WHAT TO WORK ON = The answer must be every line below that holds the word "time".

*** INFORMATION PROVIDED ***

//! The replication boundary.
//!
//! A [`ReplicationSession`] pins one snapshot and lists every file a replica
//! needs to reproduce it. Pinned files are not deleted while the session
//! lives, so they can be streamed while the master keeps committing. The
//! manifest and the schema files are captured at session start, as they are
//! replaced in place by later commits.

use std::collections::BTreeMap;
use std::io::{Cursor, Read};
use std::sync::Arc;

use serde::{Deserialize, Serialize};

use crate::error::{PikeError, Result};
use crate::index::manifest::MANIFEST_FILE;
use crate::index::snapshot::SnapshotGuard;
use crate::storage::Storage;

#[derive(Debug, Clone, PartialEq, Eq, Serialize, Deserialize)]
pub struct ReplicatedFile {
    pub name: String,
    pub size: u64,
}

#[derive(Debug)]
pub struct ReplicationSession {
    snapshot: SnapshotGuard,
    storage: Arc<dyn Storage>,
    captured: BTreeMap<String, Vec<u8>>,
    files: Vec<ReplicatedFile>,
}

impl ReplicationSession {
    /// `metadata` holds the schema files as they are at session start.
    pub fn new(
        snapshot: SnapshotGuard,
        storage: Arc<dyn Storage>,
        metadata: Vec<(String, Vec<u8>)>,
    ) -> Result<Self> {
        let mut files = Vec::new();
        for name in snapshot.files() {
            let size = storage.file_size(&name)?;
            files.push(ReplicatedFile { name, size });
        }

        let mut captured: BTreeMap<String, Vec<u8>> = metadata.into_iter().collect();
        captured.insert(MANIFEST_FILE.to_string(), snapshot.manifest().to_bytes()?);
        for (name, bytes) in &captured {
            files.push(ReplicatedFile {
                name: name.clone(),
                size: bytes.len() as u64,
            });
        }

        log::debug!(
            "replication session on version {}: {} files",
            snapshot.version(),
            files.len()
        );
        Ok(ReplicationSession {
            snapshot,
            storage,
            captured,
            files,
        })
    }

    pub fn index_uuid(&self) -> &str {
        &self.snapshot.manifest().index_uuid
    }

    pub fn version(&self) -> u64 {
        self.snapshot.version()
    }

    pub fn files(&self) -> &[ReplicatedFile] {
        &self.files
    }

    /// Stream one listed file.
    pub fn open_file(&self, name: &str) -> Result<Box<dyn Read + Send>> {
        if let Some(bytes) = self.captured.get(name) {
            return Ok(Box::new(Cursor::new(bytes.clone())));
        }
        if !self.files.iter().any(|f| f.name == name) {
            return Err(PikeError::not_found(format!(
                "{name} is not part of version {}",
                self.version()
            )));
        }
        Ok(Box::new(self.storage.open_input(name)?))
    }
}

/// A replica may only pull from the master it was cloned from.
pub fn check_master_identity(local: &str, remote: &str) -> Result<()> {
    if local != remote {
        return Err(PikeError::consistency(format!(
            "The master index identity {remote} does not match the local identity {local}"
        )));
    }
    Ok(())
}

#[cfg(test)]
mod tests {
    use super::*;

    #[test]
    fn test_check_master_identity() {
        assert!(check_master_identity("a", "a").is_ok());
        assert!(matches!(
            check_master_identity("a", "b"),
            Err(PikeError::Consistency(_))
        ));
    }
}
//! Documents and their conversion into indexable fields.
//!
//! - [`document::Document`] - field name to [`field_value::FieldValue`], with the
//!   reserved identity field [`document::ID_FIELD`]
//! - [`codec::DocumentCodec`] - full and partial encoding against a
//!   [`FieldMap`](crate::schema::FieldMap)
//! - [`identity::IdentityGenerator`] - time-ordered identities
//! - [`facets::FacetsConfig`] - the facet-config step

pub mod codec;
pub mod document;
pub mod facets;
pub mod field_value;
pub mod identity;
pub mod indexable;
impl IndexEngine {
    /// Open the index held by `storage`, creating it if empty.
    pub fn open<S: Into<String>>(name: S, storage: Arc<dyn Storage>, config: EngineConfig) -> Result<Self> {
        let name = name.into();

        let catalog = if storage.file_exists(ANALYZERS_FILE) {
            serde_json::from_slice(&storage.read_all(ANALYZERS_FILE)?)?
        } else {
            AnalyzerCatalog::new()
        };
        let declarations: Vec<FieldDeclaration> = if storage.file_exists(FIELDS_FILE) {
            serde_json::from_slice(&storage.read_all(FIELDS_FILE)?)?
        } else {
            Vec::new()
        };
        let field_map = FieldMap::compile(declarations, catalog)?;

        let writer = IndexWriter::open(Arc::clone(&storage), config.clone())?;
        let snapshots = SnapshotManager::new(Arc::clone(&storage), writer.snapshot());

        log::info!(
            "opened index {name} ({}): version {}, {} docs, {} fields",
            writer.manifest().index_uuid,
            writer.manifest().generation,
            writer.manifest().num_docs(),
            field_map.len()
        );

        Ok(IndexEngine {
            name,
            storage,
            config,
            codec: DocumentCodec::new(),
            writer: Mutex::new(writer),
            snapshots,
            field_map: ArcSwap::from_pointee(field_map),
            schema_lock: Mutex::new(()),
            closed: AtomicBool::new(false),
        })
    }

    /// Open an index stored in a directory.
    pub fn open_in_dir<S: Into<String>, P: AsRef<Path>>(name: S, directory: P, config: EngineConfig) -> Result<Self> {
        let storage = FileStorage::new(
            directory,
            FileStorageConfig {
                sync_writes: config.sync_writes,
                ..FileStorageConfig::default()
            },
        )?;
        Self::open(name, Arc::new(storage), config)
    }

    /// The registered name, unique within a manager or a federation.
    pub fn name(&self) -> &str {
        &self.name
    }

    pub fn config(&self) -> &EngineConfig {
        &self.config
    }

    /// Stop accepting operations. Searchers already handed out keep working.
    pub fn close(&self) {
        if !self.closed.swap(true, Ordering::SeqCst) {
            log::info!("closed index {}", self.name);
        }
    }

    pub fn is_closed(&self) -> bool {
        self.closed.load(Ordering::SeqCst)
    }

    fn ensure_open(&self) -> Result<()> {
        if self.is_closed() {
            return Err(PikeError::index(format!("The index {} is closed", self.name)));
        }
        Ok(())
    }

    /// Commit under the writer lock and publish the new snapshot before
    /// releasing it, so snapshots are published in commit order.
    fn commit(&self, ops: Vec<WriteOp>) -> Result<u64> {
        let mut writer = self.writer.lock();
        let outcome = writer.commit(ops)?;
        self.snapshots.refresh(outcome.snapshot);
        Ok(outcome.deleted)
    }

    /// Insert or replace documents. Returns their identities in input order.
    /// Every document is validated before anything is written.
    pub fn write(&self, documents: &[Document]) -> Result<Vec<String>> {
        self.ensure_open()?;
        if documents.is_empty() {
            return Ok(Vec::new());
        }
        let field_map = self.field_map.load_full();
        let encoded = documents
            .iter()
            .map(|doc| self.codec.encode(doc, &field_map, EncodeMode::Full))
            .collect::<Result<Vec<_>>>()?;

        let identities = encoded.iter().map(|e| e.identity.clone()).collect();
        self.commit(encoded.into_iter().map(WriteOp::Upsert).collect())?;
        log::debug!("{}: wrote {} documents", self.name, documents.len());
        Ok(identities)
    }

    /// Overwrite column values of existing documents, leaving their indexed
    /// text untouched. Each document must carry its identity.
    pub fn update_values(&self, documents: &[Document]) -> Result<()> {
        self.ensure_open()?;
        if documents.is_empty() {
            return Ok(());
        }
        let field_map = self.field_map.load_full();
        let ops = documents
            .iter()
            .map(|doc| {
                self.codec
                    .encode(doc, &field_map, EncodeMode::Partial)
                    .map(WriteOp::UpdateValues)
            })
            .collect::<Result<Vec<_>>>()?;
        self.commit(ops)?;
        Ok(())
    }

    /// Delete documents by identity. Returns how many were live.
    pub fn delete<S: AsRef<str>>(&self, identities: &[S]) -> Result<u64> {
        self.ensure_open()?;
        if identities.is_empty() {
            return Ok(0);
        }
        let ops = identities
            .iter()
            .map(|id| WriteOp::Delete(id.as_ref().to_string()))
            .collect();
        self.commit(ops)
    }

    /// Delete every document. Returns how many were live.
    pub fn delete_all(&self) -> Result<u64> {
        self.ensure_open()?;
        let deleted = self.commit(vec![WriteOp::DeleteAll])?;
        log::info!("{}: deleted all {deleted} documents", self.name);
        Ok(deleted)
    }

    /// A reader on the current snapshot and schema.
    pub fn searcher(&self) -> Result<Searcher> {
        self.ensure_open()?;
        Ok(Searcher {
            snapshot: self.snapshots.acquire(),
            field_map: self.field_map.load_full(),
            config: self.config.clone(),
        })
    }

    /// Run one query on the current snapshot. The snapshot is released on
    /// return, whether the query succeeded or not.
    pub fn search(&self, definition: &QueryDefinition) -> Result<ResultDefinition> {
        self.searcher()?.search(definition)
    }

    /// The live document with `identity`, or `None`.
    pub fn get_document(&self, identity: &str) -> Result<Option<Document>> {
        self.searcher()?.get_document(identity)
    }

    /// The schema new operations use.
    pub fn field_map(&self) -> Arc<FieldMap> {
        self.field_map.load_full()
    }

    /// Replace the field declarations. The new schema is compiled with the
    /// current analyzers and persisted before it becomes visible.
    pub fn update_schema(&self, declarations: Vec<FieldDeclaration>) -> Result<()> {
        self.ensure_open()?;
        let _schema = self.schema_lock.lock();
        let catalog = self.field_map.load().catalog().clone();
        let field_map = FieldMap::compile(declarations, catalog)?;
        self.storage
            .write_atomic(FIELDS_FILE, &serde_json::to_vec_pretty(field_map.declarations())?)?;
        log::debug!("{}: schema updated to {} fields", self.name, field_map.len());
        self.field_map.store(Arc::new(field_map));
        Ok(())
    }

    /// Replace the custom analyzer definitions and recompile the schema.
    pub fn update_analyzers(&self, catalog: AnalyzerCatalog) -> Result<()> {
        self.ensure_open()?;
        let _schema = self.schema_lock.lock();
        let declarations = self.field_map.load().declarations().to_vec();
        let field_map = FieldMap::compile(declarations, catalog)?;
        self.storage
            .write_atomic(ANALYZERS_FILE, &serde_json::to_vec_pretty(field_map.catalog())?)?;
        log::debug!(
            "{}: {} custom analyzers",
            self.name,
            field_map.catalog().definitions().len()
        );
        self.field_map.store(Arc::new(field_map));
        Ok(())
    }

    /// Counts, version and schema of the current snapshot.
    pub fn status(&self) -> Result<IndexStatus> {
        let searcher = self.searcher()?;
        let manifest = searcher.snapshot.manifest();
        Ok(IndexStatus {
            name: self.name.clone(),
            index_uuid: manifest.index_uuid.clone(),
            version: manifest.generation,
            num_docs: manifest.num_docs(),
            num_deleted_docs: manifest.num_deleted_docs(),
            segments: manifest.segments.len(),
            field_map: searcher.field_map.declarations().to_vec(),
            analyzers: searcher.field_map.catalog().clone(),
        })
    }

    /// Pin the current snapshot for a replica to copy.
    pub fn replication_session(&self) -> Result<ReplicationSession> {
        self.ensure_open()?;
        let _schema = self.schema_lock.lock();
        let field_map = self.field_map.load();
        let metadata = vec![
            (
                FIELDS_FILE.to_string(),
                serde_json::to_vec_pretty(field_map.declarations())?,
            ),
            (
                ANALYZERS_FILE.to_string(),
                serde_json::to_vec_pretty(field_map.catalog())?,
            ),
        ];
        ReplicationSession::new(self.snapshots.acquire(), Arc::clone(&self.storage), metadata)
    }

    /// The identity of this index, fixed at creation. Replicas compare it
    /// with [`check_master_identity`](crate::index::replication::check_master_identity).
    pub fn index_uuid(&self) -> String {
        self.writer.lock().manifest().index_uuid.clone()
    }

    /// The generation of the last commit; 0 before the first write.
    pub fn version(&self) -> u64 {
        self.snapshots.current_version()
    }

    /// Snapshot holders not yet released.
    pub fn active_snapshot_holders(&self) -> usize {
        self.snapshots.active_holders()
    }
}
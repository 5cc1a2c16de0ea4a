//! Document structure.

use std::collections::BTreeMap;

use serde::{Deserialize, Serialize};
use serde_json::Value;

use crate::document::field_value::FieldValue;
use crate::error::{PikeError, Result};

/// Reserved name of the identity field.
pub const ID_FIELD: &str = "$id$";

/// A document: field name to value, plus the optional identity under
/// [`ID_FIELD`].
#[derive(Clone, Serialize, Deserialize, Debug, Default, PartialEq)]
pub struct Document {
    fields: BTreeMap<String, FieldValue>,
}

impl Document {
    pub fn new() -> Self {
        Self::default()
    }

    /// Start a document with an explicit identity.
    pub fn with_id<S: Into<String>>(id: S) -> Self {
        let mut doc = Document::new();
        doc.add_field(ID_FIELD, FieldValue::Text(id.into()));
        doc
    }

    /// Builder form of [`Document::add_field`].
    pub fn field<S: Into<String>, V: Into<FieldValue>>(mut self, name: S, value: V) -> Self {
        self.add_field(name, value.into());
        self
    }

    pub fn add_field<S: Into<String>>(&mut self, name: S, value: FieldValue) {
        self.fields.insert(name.into(), value);
    }

    pub fn get_field(&self, name: &str) -> Option<&FieldValue> {
        self.fields.get(name)
    }

    pub fn has_field(&self, name: &str) -> bool {
        self.fields.contains_key(name)
    }

    pub fn remove_field(&mut self, name: &str) -> Option<FieldValue> {
        self.fields.remove(name)
    }

    pub fn fields(&self) -> &BTreeMap<String, FieldValue> {
        &self.fields
    }

    pub fn len(&self) -> usize {
        self.fields.len()
    }

    pub fn is_empty(&self) -> bool {
        self.fields.is_empty()
    }

    /// The caller-supplied identity, if any.
    pub fn identity(&self) -> Result<Option<String>> {
        match self.fields.get(ID_FIELD) {
            None | Some(FieldValue::Null) => Ok(None),
            Some(FieldValue::Text(s)) if s.is_empty() => {
                Err(PikeError::document("The identity must not be empty"))
            }
            Some(value @ (FieldValue::Text(_) | FieldValue::Integer(_))) => {
                Ok(value.as_term_string())
            }
            Some(other) => Err(PikeError::document(format!(
                "The identity must be a string or an integer: {other:?}"
            ))),
        }
    }

    /// Build a document from a JSON object.
    pub fn from_json(value: &Value) -> Result<Self> {
        let object = value
            .as_object()
            .ok_or_else(|| PikeError::document("A document must be a JSON object"))?;

        let mut doc = Document::new();
        for (name, value) in object {
            doc.add_field(name.clone(), FieldValue::from_json(value)?);
        }
        Ok(doc)
    }

    pub fn to_json(&self) -> Value {
        Value::Object(
            self.fields
                .iter()
                .map(|(name, value)| (name.clone(), value.to_json()))
                .collect(),
        )
    }
}

#[cfg(test)]
mod tests {
    use super::*;
    use serde_json::json;

    #[test]
    fn test_identity() {
        assert_eq!(Document::with_id("a1").identity().unwrap(), Some("a1".to_string()));
        assert_eq!(Document::new().identity().unwrap(), None);

        let doc = Document::new().field(ID_FIELD, 12i64);
        assert_eq!(doc.identity().unwrap(), Some("12".to_string()));

        let doc = Document::new().field(ID_FIELD, 1.5f64);
        assert!(doc.identity().is_err());
    }

    #[test]
    fn test_json_round_trip() {
        let json = json!({"$id$": "x", "title": "Hello", "price": 10, "tags": ["a", "b"]});
        let doc = Document::from_json(&json).unwrap();

        assert_eq!(doc.len(), 4);
        assert_eq!(doc.get_field("price"), Some(&FieldValue::Integer(10)));
        assert_eq!(doc.to_json(), json);
        assert!(Document::from_json(&json!([1])).is_err());
    }
}
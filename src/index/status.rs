use serde::{Deserialize, Serialize};

use crate::analysis::catalog::AnalyzerCatalog;
use crate::schema::FieldDeclaration;

/// Point-in-time description of an index.
#[derive(Debug, Clone, PartialEq, Serialize, Deserialize)]
pub struct IndexStatus {
    pub name: String,
    pub index_uuid: String,

    /// Commit generation of the current snapshot.
    pub version: u64,

    pub num_docs: u64,
    pub num_deleted_docs: u64,
    pub segments: usize,

    /// Declarations of the current schema.
    pub field_map: Vec<FieldDeclaration>,

    /// Custom analyzer definitions.
    #[serde(default, skip_serializing_if = "AnalyzerCatalog::is_empty")]
    pub analyzers: AnalyzerCatalog,
}
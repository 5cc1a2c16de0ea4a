//! The request side of a search.
//!
//! # Examples
//!
//! ```
//! use pike::query::{FunctionKind, Query, QueryDefinition, SortField};
//!
//! let json = r#"{
//!     "start": 0,
//!     "rows": 5,
//!     "query": {"match": {"field": "title", "text": "red wine"}},
//!     "sort": [{"field": "price", "direction": "desc"}],
//!     "facets": {"color": {"top": 3}},
//!     "functions": [{"field": "price", "function": "max"}]
//! }"#;
//! let definition: QueryDefinition = serde_json::from_str(json).unwrap();
//!
//! let built = QueryDefinition::new()
//!     .with_query(Query::matches("title", "red wine"))
//!     .rows(5)
//!     .sort(SortField::desc("price"))
//!     .facet("color", 3)
//!     .function("price", FunctionKind::Max);
//! assert_eq!(definition, built);
//! ```

use std::collections::BTreeMap;

use serde::{Deserialize, Serialize};
use serde_json::Value;

use crate::query::predicate::Query;

/// Name of the pseudo field that sorts by relevance score.
pub const SCORE_FIELD: &str = "$score";

#[derive(Debug, Clone, Copy, Default, PartialEq, Eq, Serialize, Deserialize)]
#[serde(rename_all = "snake_case")]
pub enum Operator {
    #[default]
    Or,
    And,
}

#[derive(Debug, Clone, Copy, PartialEq, Eq, Serialize, Deserialize)]
#[serde(rename_all = "snake_case")]
pub enum SortDirection {
    Asc,
    Desc,
}

#[derive(Debug, Clone, PartialEq, Eq, Serialize, Deserialize)]
pub struct SortField {
    pub field: String,

    /// Ascending for fields and descending for `$score` when absent.
    #[serde(default, skip_serializing_if = "Option::is_none")]
    pub direction: Option<SortDirection>,
}

impl SortField {
    pub fn asc<S: Into<String>>(field: S) -> Self {
        SortField {
            field: field.into(),
            direction: Some(SortDirection::Asc),
        }
    }

    pub fn desc<S: Into<String>>(field: S) -> Self {
        SortField {
            field: field.into(),
            direction: Some(SortDirection::Desc),
        }
    }

    pub fn score() -> Self {
        SortField {
            field: SCORE_FIELD.to_string(),
            direction: None,
        }
    }

    pub fn is_score(&self) -> bool {
        self.field == SCORE_FIELD
    }

    pub fn effective_direction(&self) -> SortDirection {
        match (self.direction, self.is_score()) {
            (Some(direction), _) => direction,
            (None, true) => SortDirection::Desc,
            (None, false) => SortDirection::Asc,
        }
    }
}

fn default_top() -> usize {
    10
}

/// Label counts requested for one facet dimension.
#[derive(Debug, Clone, PartialEq, Serialize, Deserialize)]
pub struct FacetRequest {
    /// Labels returned, by count descending then label.
    #[serde(default = "default_top")]
    pub top: usize,

    /// Explicit candidate queries, label to query. When present, each label
    /// counts the hits matching both the main query and its candidate query.
    #[serde(default, skip_serializing_if = "Option::is_none")]
    pub queries: Option<BTreeMap<String, Query>>,
}

impl FacetRequest {
    pub fn top(top: usize) -> Self {
        FacetRequest { top, queries: None }
    }

    pub fn is_restricted(&self) -> bool {
        self.queries.is_some()
    }
}

impl Default for FacetRequest {
    fn default() -> Self {
        FacetRequest::top(default_top())
    }
}

#[derive(Debug, Clone, Copy, PartialEq, Eq, Serialize, Deserialize)]
#[serde(rename_all = "snake_case")]
pub enum FunctionKind {
    Min,
    Max,
}

impl FunctionKind {
    pub fn name(&self) -> &'static str {
        match self {
            FunctionKind::Min => "min",
            FunctionKind::Max => "max",
        }
    }
}

/// A min/max aggregate over one field.
#[derive(Debug, Clone, PartialEq, Eq, Serialize, Deserialize)]
pub struct FunctionRequest {
    pub field: String,
    pub function: FunctionKind,
}

/// A pluggable collector, by registry name.
#[derive(Debug, Clone, PartialEq, Serialize, Deserialize)]
pub struct CollectorRequest {
    pub collector: String,

    #[serde(default)]
    pub params: Value,
}

impl CollectorRequest {
    pub fn new<S: Into<String>>(collector: S) -> Self {
        CollectorRequest {
            collector: collector.into(),
            params: Value::Null,
        }
    }

    pub fn with_params(mut self, params: Value) -> Self {
        self.params = params;
        self
    }
}

/// A search request.
#[derive(Debug, Clone, Default, PartialEq, Serialize, Deserialize)]
#[serde(default)]
pub struct QueryDefinition {
    pub start: usize,

    /// Row count, the engine default when absent.
    #[serde(skip_serializing_if = "Option::is_none")]
    pub rows: Option<usize>,

    #[serde(skip_serializing_if = "Option::is_none")]
    pub query: Option<Query>,

    /// Free text analyzed with each target field's query analyzer.
    #[serde(skip_serializing_if = "Option::is_none")]
    pub query_string: Option<String>,

    #[serde(skip_serializing_if = "Option::is_none")]
    pub default_field: Option<String>,

    /// Field (or generic field) to boost, for `query_string`.
    #[serde(skip_serializing_if = "BTreeMap::is_empty")]
    pub multi_field: BTreeMap<String, f32>,

    pub default_operator: Operator,

    #[serde(skip_serializing_if = "Vec::is_empty")]
    pub sort: Vec<SortField>,

    #[serde(skip_serializing_if = "BTreeMap::is_empty")]
    pub facets: BTreeMap<String, FacetRequest>,

    #[serde(skip_serializing_if = "Vec::is_empty")]
    pub functions: Vec<FunctionRequest>,

    #[serde(skip_serializing_if = "BTreeMap::is_empty")]
    pub collectors: BTreeMap<String, CollectorRequest>,

    /// Stored fields to return, every stored field when absent.
    #[serde(skip_serializing_if = "Option::is_none")]
    pub returned_fields: Option<Vec<String>>,
}

impl QueryDefinition {
    pub fn new() -> Self {
        Self::default()
    }

    pub fn with_query(mut self, query: Query) -> Self {
        self.query = Some(query);
        self
    }

    pub fn query_string<S: Into<String>, F: Into<String>>(mut self, text: S, default_field: F) -> Self {
        self.query_string = Some(text.into());
        self.default_field = Some(default_field.into());
        self
    }

    pub fn multi_field<S: Into<String>>(mut self, text: S, boosts: BTreeMap<String, f32>) -> Self {
        self.query_string = Some(text.into());
        self.multi_field = boosts;
        self
    }

    pub fn operator(mut self, operator: Operator) -> Self {
        self.default_operator = operator;
        self
    }

    pub fn start(mut self, start: usize) -> Self {
        self.start = start;
        self
    }

    pub fn rows(mut self, rows: usize) -> Self {
        self.rows = Some(rows);
        self
    }

    pub fn sort(mut self, field: SortField) -> Self {
        self.sort.push(field);
        self
    }

    pub fn facet<S: Into<String>>(mut self, dim: S, top: usize) -> Self {
        self.facets.insert(dim.into(), FacetRequest::top(top));
        self
    }

    pub fn facet_queries<S: Into<String>>(mut self, dim: S, queries: BTreeMap<String, Query>) -> Self {
        self.facets.insert(
            dim.into(),
            FacetRequest {
                top: default_top(),
                queries: Some(queries),
            },
        );
        self
    }

    pub fn function<S: Into<String>>(mut self, field: S, function: FunctionKind) -> Self {
        self.functions.push(FunctionRequest {
            field: field.into(),
            function,
        });
        self
    }

    pub fn collector<S: Into<String>>(mut self, name: S, request: CollectorRequest) -> Self {
        self.collectors.insert(name.into(), request);
        self
    }

    pub fn returned_fields<I, S>(mut self, fields: I) -> Self
    where
        I: IntoIterator<Item = S>,
        S: Into<String>,
    {
        self.returned_fields = Some(fields.into_iter().map(Into::into).collect());
        self
    }

    /// Rows to return, falling back to `default_rows`.
    pub fn effective_rows(&self, default_rows: usize) -> usize {
        self.rows.unwrap_or(default_rows)
    }

    /// Ranked documents a search keeps before cutting the page: none when no
    /// rows are asked for, whatever the start.
    pub fn window(&self, default_rows: usize) -> usize {
        match self.effective_rows(default_rows) {
            0 => 0,
            rows => self.start.saturating_add(rows),
        }
    }
}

*** End of INFORMATION PROVIDED ***

OUTPUT OF THE EXERCISE =
//! - [`identity::IdentityGenerator`] - time-ordered identities
/// Point-in-time description of an index.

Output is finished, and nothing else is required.